Provided entries =>
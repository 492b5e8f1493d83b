use crate::hex::{to_world, CubeCoord, Point3, TileLayout};
use anyhow::bail;
use serde::{Deserialize, Serialize};

/// A single tile in a [HexGrid](crate::HexGrid). Tiles are only made by grid
/// generation, so every tile's world position always matches its coordinate
/// under the grid's layout. Only the pathfinding properties (cost and
/// blocking) can change after that.
#[derive(Clone, Debug, PartialEq)]
pub struct Tile {
    /// The location of this tile in the grid. Every tile in a grid has a
    /// unique position.
    position: CubeCoord,

    /// Center of the tile in world space, computed once from the layout
    world_position: Point3,

    /// Cost to step _onto_ this tile. Always positive.
    cost: f64,

    /// Blocking tiles can never be stepped onto
    blocking: bool,
}

impl Tile {
    pub const DEFAULT_COST: f64 = 1.0;

    pub(super) fn new(layout: &TileLayout, position: CubeCoord) -> Self {
        Self {
            position,
            world_position: to_world(layout, position),
            cost: Self::DEFAULT_COST,
            blocking: false,
        }
    }

    pub fn position(&self) -> CubeCoord {
        self.position
    }

    pub fn world_position(&self) -> Point3 {
        self.world_position
    }

    pub fn cost(&self) -> f64 {
        self.cost
    }

    /// Set the cost to step onto this tile. Fails if the cost isn't a
    /// positive finite number, since the search relies on every step costing
    /// something.
    pub fn set_cost(&mut self, cost: f64) -> anyhow::Result<()> {
        if !(cost.is_finite() && cost > 0.0) {
            bail!(
                "invalid cost {} for tile {}; must be positive",
                cost,
                self.position
            );
        }
        self.cost = cost;
        Ok(())
    }

    pub fn is_blocking(&self) -> bool {
        self.blocking
    }

    pub fn set_blocking(&mut self, blocking: bool) {
        self.blocking = blocking;
    }

    pub(super) fn to_record(&self) -> TileRecord {
        TileRecord {
            position: self.position,
            cost: self.cost,
            blocking: self.blocking,
        }
    }
}

/// The persisted form of a tile. World position is left out, it gets
/// recomputed from the layout on load.
#[derive(Copy, Clone, Debug, PartialEq, Serialize, Deserialize)]
pub(super) struct TileRecord {
    pub position: CubeCoord,
    pub cost: f64,
    pub blocking: bool,
}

To do =>
Copy whichever lines of the records above contain the word "this".

Response =>
    /// The location of this tile in the grid. Every tile in a grid has a
    /// Cost to step _onto_ this tile. Always positive.
    /// Set the cost to step onto this tile. Fails if the cost isn't a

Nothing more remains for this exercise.